From Patents to Dataset: Scraping for Oxide Glass Compositions and Properties
Gustavo Laranja Thomaello, Thomaz Yeiden Busnardo Aguena, Eric Trevelato Costa, Rafael Baságlia Rosante, Thiago Rodrigo Ramos, Daiane Aparecida Zuanetti, Edgar Dutra Zanotto
TL;DR
The paper addresses the scarcity and stagnation of comprehensive oxide glass property data by mining patent tables to build a ML-ready dataset containing $T_{\textrm{liq}}$, $n$, and $\nu_d$. It introduces a Google Patents–driven web-scraping pipeline with a crawler–scraper architecture, merging and cleaning steps that yield both molar and mass compositional bases while preserving full traceability via patent_id. The patent-derived data increase coverage relative to SciGlass and INTERGLAD by approximately $10.4\%$ for $T_{\textrm{liq}}$, $6.6\%$ for $n$, and $4.9\%$ for $\nu_d$, and also broaden the compositional space by enriching oxide contents such as TiO$_2$, MgO, ZrO$_2$, Nb$_2$O$_5$, Fe$_2$O$_3$, SnO$_2$, and Y$_2$O$_3$. The dataset is designed to be extensible, with planned enhancements including advanced parsing with LLMs, OCR to handle scanned documents, and expansion to additional properties to support data-driven design and exploration of glass composition–property relationships.
Abstract
In this work, we present web scraping techniques to extract in- formation from patent tables, clean and structure them for future use in predictive machine learning models to develop new glasses.

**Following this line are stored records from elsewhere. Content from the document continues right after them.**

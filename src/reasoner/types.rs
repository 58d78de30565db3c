// ABOUTME: Prompt and Decision types exchanged between the execution loop and reasoners.
// ABOUTME: A reasoner answers each prompt with exactly one Decision.

use serde::{Deserialize, Serialize};

/// Everything a reasoner needs to decide the next step of a task.
#[derive(Debug, Clone, Default, PartialEq, Serialize, Deserialize)]
pub struct Prompt {
    /// Role of the acting agent.
    pub role: String,
    /// Agent goal with run parameters substituted.
    pub goal: String,
    pub backstory: String,
    /// Key of the task being worked on.
    pub task_key: String,
    /// Task description with run parameters substituted.
    pub description: String,
    pub expected_output: String,
    /// Outputs of upstream tasks, already formatted.
    pub context: String,
    /// Roles this agent may delegate to. Empty when delegation is not allowed.
    pub coworkers: Vec<String>,
    /// Current iteration within the task, starting at 1.
    pub iteration: usize,
    /// Last iteration the acting agent may use.
    pub max_iterations: usize,
}

/// The single next step chosen by a reasoner.
#[derive(Debug, Clone, PartialEq, Serialize, Deserialize)]
#[serde(tag = "type", rename_all = "snake_case")]
pub enum Decision {
    /// Invoke a tool with structured arguments.
    ToolCall {
        tool: String,
        arguments: serde_json::Value,
    },
    /// Hand the task to another agent.
    Delegate { to: String, instructions: String },
    /// Finish the task.
    FinalAnswer { answer: String },
}

impl Decision {
    /// Create a tool call decision.
    pub fn tool_call(tool: impl Into<String>, arguments: serde_json::Value) -> Self {
        Decision::ToolCall {
            tool: tool.into(),
            arguments,
        }
    }

    /// Create a delegation decision.
    pub fn delegate(to: impl Into<String>, instructions: impl Into<String>) -> Self {
        Decision::Delegate {
            to: to.into(),
            instructions: instructions.into(),
        }
    }

    /// Create a final answer decision.
    pub fn final_answer(answer: impl Into<String>) -> Self {
        Decision::FinalAnswer {
            answer: answer.into(),
        }
    }
}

We extracted compositions and three properties relevant to the development of new glasses and structured them into a database to be used together with information from other available datasets. We also analyzed the consistency of the information obtained and what it adds to the existing databases. The extracted liquidus temperatures comprise 5,696 compositions; the second subset includes 4,298 refractive indexes and, finally, 1,771 compositions with Abbe numbers. The extraction performed here increases the available information by approximately 10.4% for liquidus temperature, 6.6% for refractive index, and 4.9% for Abbe number. The impact extends beyond quantity: the newly extracted data introduce compositions with property values that are more diverse than those in existing databases, thereby expanding the accessible compositional and property space for glass modeling applications. We emphasize that the compositions of the new database contain relatively more titanium, magnesium, zirconium, niobium, iron, tin, and yttrium oxides than those of the existing bases.